Inclusion Criteria:

          -  Participants who have histologically confirmed adenocarcinoma of the prostate.

          -  Participants with bone metastatic CRPC, progressing after 1 or 2 prior lines of
             systemic treatment for metastatic prostate cancer (including prior treatment for
             metastatic hormone sensitive prostate mHSPC or metastatic castration resistant
             prostate cancer mCRPC).

          -  Participants with at least 2 bone metastases on Tc 99m phosphonate whole body planar
             bone scans at Screening.

          -  Documented progression of mCRPC. Disease progression is defined by at least one of the
             following criteria: a. PCWG3 criteria (defined as 2 consecutive increases in PSA over
             a previous reference value measured at least one week prior, with a minimal start
             value of 1.0 ng/mL) or b. ≥2 new bone lesions (according to PCWG3 bone scan criteria)
             or c. Radiological progression according to RECIST, version 1.1.

          -  Ability to participate in the required study procedures including all scanning
             procedures and ability to control pain to ensure tolerance and completion of the
             necessary scanning procedures.

          -  Maintenance of medical castration or surgical castration with testosterone less than
             50 ng/dL (1.7 nmol/L). If the participant is being treated with luteinizing hormone
             releasing hormone (LHRH) agonists or antagonists (participant who has not undergone
             orchiectomy), this therapy must have been initiated at least 4 weeks prior to start of
             Screening and must be continued throughout the study.

          -  Participants must be on a bone health agent prior to the first dose of radium-223
             dichloride. Participants with at least 6 months of prior bone health agent (BHA)
             treatment are preferred.

          -  Eastern Cooperative Oncology Group performance status (ECOG PS) 0 or 1.
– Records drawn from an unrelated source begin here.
//! Display-width aware text fitting for table cells.

use unicode_width::{UnicodeWidthChar, UnicodeWidthStr};

use crate::column::Alignment;

/// Width of a string in terminal cells.
pub fn display_width(s: &str) -> usize {
    s.width()
}

/// Width of a single character in terminal cells.
pub fn char_width(c: char) -> usize {
    c.width().unwrap_or(0)
}

/// Truncate a string so it fits in `max_width` cells, ending with `…` when cut.
pub fn truncate_to_width(s: &str, max_width: usize) -> String {
    if display_width(s) <= max_width {
        return s.to_string();
    }

    if max_width == 0 {
        return String::new();
    }

    let target_width = max_width - 1;
    let mut result = String::new();
    let mut width = 0;

    for ch in s.chars() {
        let w = char_width(ch);
        if width + w > target_width {
            break;
        }
        result.push(ch);
        width += w;
    }

    result.push('…');
    result
}

/// Fit text into exactly `width` cells: truncate if too long, pad according
/// to `align` if too short.
///
/// Only the first line of multi-line text is used.
pub fn fit(s: &str, width: usize, align: Alignment) -> String {
    let line = s.lines().next().unwrap_or("");
    let truncated = truncate_to_width(line, width);
    let slack = width.saturating_sub(display_width(&truncated));

    let (left, right) = match align {
        Alignment::Left => (0, slack),
        Alignment::Right => (slack, 0),
        Alignment::Center => (slack / 2, slack - slack / 2),
    };

    let mut out = String::with_capacity(truncated.len() + slack);
    out.extend(std::iter::repeat_n(' ', left));
    out.push_str(&truncated);
    out.extend(std::iter::repeat_n(' ', right));
    out
}
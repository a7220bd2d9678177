use roster::{ScrollRequest, ScrollState};

fn state() -> ScrollState {
    let mut scroll = ScrollState::new(2, 10);
    scroll.set_item_count(100);
    scroll
}

#[test]
fn test_content_height_from_items() {
    let scroll = state();
    assert_eq!(scroll.content_height, 200);
    assert_eq!(scroll.max_offset(), 190);
    assert!(scroll.can_scroll());
}

#[test]
fn test_delta_clamps() {
    let mut scroll = state();
    assert!(!scroll.apply(ScrollRequest::Delta(-5)));
    assert_eq!(scroll.offset, 0);
    assert!(scroll.apply(ScrollRequest::Delta(1000)));
    assert_eq!(scroll.offset, 190);
}

#[test]
fn test_paging_and_ends() {
    let mut scroll = state();
    scroll.apply(ScrollRequest::PageDown);
    assert_eq!(scroll.offset, 10);
    scroll.apply(ScrollRequest::End);
    assert_eq!(scroll.offset, 190);
    scroll.apply(ScrollRequest::PageUp);
    assert_eq!(scroll.offset, 180);
    scroll.apply(ScrollRequest::Home);
    assert_eq!(scroll.offset, 0);
}

#[test]
fn test_into_view_moves_minimum_amount() {
    let mut scroll = state();
    // Row 10 occupies 20..22; viewport 0..10 must move so its bottom is visible.
    scroll.apply(ScrollRequest::IntoView(10));
    assert_eq!(scroll.offset, 12);
    // Already visible: no change.
    assert!(!scroll.apply(ScrollRequest::IntoView(8)));
    // Above the viewport: align to its top.
    scroll.apply(ScrollRequest::IntoView(2));
    assert_eq!(scroll.offset, 4);
}

#[test]
fn test_shrinking_content_clamps_offset() {
    let mut scroll = state();
    scroll.apply(ScrollRequest::End);
    scroll.set_item_count(10);
    assert_eq!(scroll.offset, 10);
    scroll.set_item_count(0);
    assert_eq!(scroll.offset, 0);
}

#[test]
fn test_growing_viewport_clamps_offset() {
    let mut scroll = state();
    scroll.apply(ScrollRequest::End);
    scroll.set_viewport(150);
    assert_eq!(scroll.offset, 50);
}

#[test]
fn test_thumb() {
    let mut scroll = state();
    assert_eq!(scroll.thumb(20), Some((0, 1)));
    scroll.apply(ScrollRequest::End);
    assert_eq!(scroll.thumb(20), Some((19, 1)));

    let mut small = ScrollState::new(1, 10);
    small.set_item_count(5);
    assert_eq!(small.thumb(20), None);
}
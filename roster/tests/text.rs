use roster::Alignment;
use roster::text::{display_width, fit, truncate_to_width};

#[test]
fn test_display_width_wide_chars() {
    assert_eq!(display_width("abc"), 3);
    assert_eq!(display_width("日本"), 4);
}

#[test]
fn test_truncate_short_text_unchanged() {
    assert_eq!(truncate_to_width("hi", 5), "hi");
}

#[test]
fn test_truncate_adds_ellipsis() {
    assert_eq!(truncate_to_width("hello world", 5), "hell…");
}

#[test]
fn test_truncate_zero_width() {
    assert_eq!(truncate_to_width("hello", 0), "");
}

#[test]
fn test_fit_alignment() {
    assert_eq!(fit("ab", 5, Alignment::Left), "ab   ");
    assert_eq!(fit("ab", 5, Alignment::Right), "   ab");
    assert_eq!(fit("ab", 5, Alignment::Center), " ab  ");
}

#[test]
fn test_fit_wide_chars_truncated_to_width() {
    let fitted = fit("日本語", 5, Alignment::Left);
    assert_eq!(fitted, "日本…");
    assert_eq!(display_width(&fitted), 5);
}

#[test]
fn test_fit_uses_first_line_only() {
    assert_eq!(fit("a\nb", 3, Alignment::Left), "a  ");
}
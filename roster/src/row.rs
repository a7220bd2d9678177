//! Rendering of a single row.
//!
//! Rows are independent: rendering one never reads another's state, and a
//! failing render function only degrades its own row.

use std::panic::{self, AssertUnwindSafe};

use log::warn;

use crate::column::ColumnDef;
use crate::error::{RenderFault, extract_panic_message};
use crate::layout::Layout;
use crate::text::fit;

/// Content of a materialized row.
#[derive(Debug, Clone, PartialEq, Eq)]
pub enum RowBody {
    /// One fitted string per column, each exactly its resolved width.
    Cells(Vec<String>),
    /// A column failed; the row is shown as an error placeholder.
    Fault(RenderFault),
}

/// The visual form of one row.
#[derive(Debug, Clone, PartialEq, Eq)]
pub struct RowVisual<K> {
    /// Dataset index.
    pub index: usize,
    /// Selection key of the row.
    pub key: K,
    /// Offset of the row's top edge from the top of the content.
    pub top: u64,
    /// Selection control state; `None` when the table has no selection control.
    pub selected: Option<bool>,
    pub body: RowBody,
}

impl<K> RowVisual<K> {
    pub fn fault(&self) -> Option<&RenderFault> {
        match &self.body {
            RowBody::Fault(fault) => Some(fault),
            RowBody::Cells(_) => None,
        }
    }

    pub fn cells(&self) -> &[String] {
        match &self.body {
            RowBody::Cells(cells) => cells,
            RowBody::Fault(_) => &[],
        }
    }
}

/// Inputs shared by every row in one render pass.
pub struct RowContext<'a, T> {
    pub columns: &'a [ColumnDef<T>],
    pub layout: &'a Layout,
    pub item_height: u32,
}

/// Render one row into a new visual.
pub fn render_row<T, K>(
    cx: &RowContext<'_, T>,
    item: &T,
    index: usize,
    key: K,
    selected: Option<bool>,
) -> RowVisual<K> {
    let mut row = RowVisual {
        index,
        key,
        top: 0,
        selected,
        body: RowBody::Cells(Vec::with_capacity(cx.columns.len())),
    };
    fill_row(cx, &mut row, item);
    row
}

/// Render one row into an existing visual, reusing its cell storage.
pub fn render_row_into<T, K>(
    cx: &RowContext<'_, T>,
    row: &mut RowVisual<K>,
    item: &T,
    index: usize,
    key: K,
    selected: Option<bool>,
) {
    row.index = index;
    row.key = key;
    row.selected = selected;
    fill_row(cx, row, item);
}

fn fill_row<T, K>(cx: &RowContext<'_, T>, row: &mut RowVisual<K>, item: &T) {
    let index = row.index;
    row.top = (index as u64).saturating_mul(u64::from(cx.item_height));

    let mut cells = match std::mem::replace(&mut row.body, RowBody::Cells(Vec::new())) {
        RowBody::Cells(mut cells) => {
            cells.clear();
            cells
        }
        RowBody::Fault(_) => Vec::with_capacity(cx.columns.len()),
    };

    for (col, resolved) in cx.columns.iter().zip(cx.layout.columns()) {
        match render_cell(col, item, index) {
            Ok(text) => cells.push(fit(&text, resolved.width as usize, resolved.align)),
            Err(message) => {
                let fault = RenderFault {
                    index,
                    column: col.key.clone(),
                    message,
                };
                warn!("Render fault: {}", fault);
                row.body = RowBody::Fault(fault);
                return;
            }
        }
    }

    row.body = RowBody::Cells(cells);
}

/// Run a column's render function, turning both errors and panics into a
/// message.
fn render_cell<T>(col: &ColumnDef<T>, item: &T, index: usize) -> Result<String, String> {
    match panic::catch_unwind(AssertUnwindSafe(|| col.render(item, index))) {
        Ok(Ok(text)) => Ok(text),
        Ok(Err(e)) => Err(e.to_string()),
        Err(payload) => Err(extract_panic_message(&payload)),
    }
}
          -  Life expectancy ≥6 months.

        Exclusion Criteria:

          -  Any chronic medical condition requiring continuous systemic corticosteroid treatment
             at a higher dose than 5 mg prednisone / prednisolone twice daily.

          -  Pathological finding consistent with neuroendocrine features small cell carcinoma of
             the prostate.

          -  Metastatic bone deposits extend of disease (EOD) grades 0 or 4 (according to centrally
             assessed Tc 99m phosphonate planar bone scans during Screening).

          -  History of visceral metastasis, or presence of visceral metastasis detected by
             screening imaging examinations (according to central review at screening).

          -  Other malignancy treated within the last 5 years (except non-melanoma skin cancer or
             low-grade superficial bladder cancer).

          -  Imminent spinal cord compression based on clinical findings and / or magnetic
             resonance imaging (MRI). - Participants with history of spinal cord compression should
             have completely recovered.

          -  Active or symptomatic viral hepatitis

          -  Inability to tolerate any of the other imaging procedures in the study (ie, bone
             SPECT/CT and planar bone scans with a Tc 99m phosphonate radiotracer, DXA scan,
             radium-223 SPECT/CT scans).

          -  Any condition, which in the opinion of the investigator would preclude participation
             in this trial.

          -  Hypersensitivity to radium-223 dichloride.

          -  Blood transfusion or erythropoietin stimulating agents 4 weeks prior to start of
             Screening and during the whole Screening period before enrollment into the cohort.

          -  Prior administration of an investigational therapeutic for CRPC.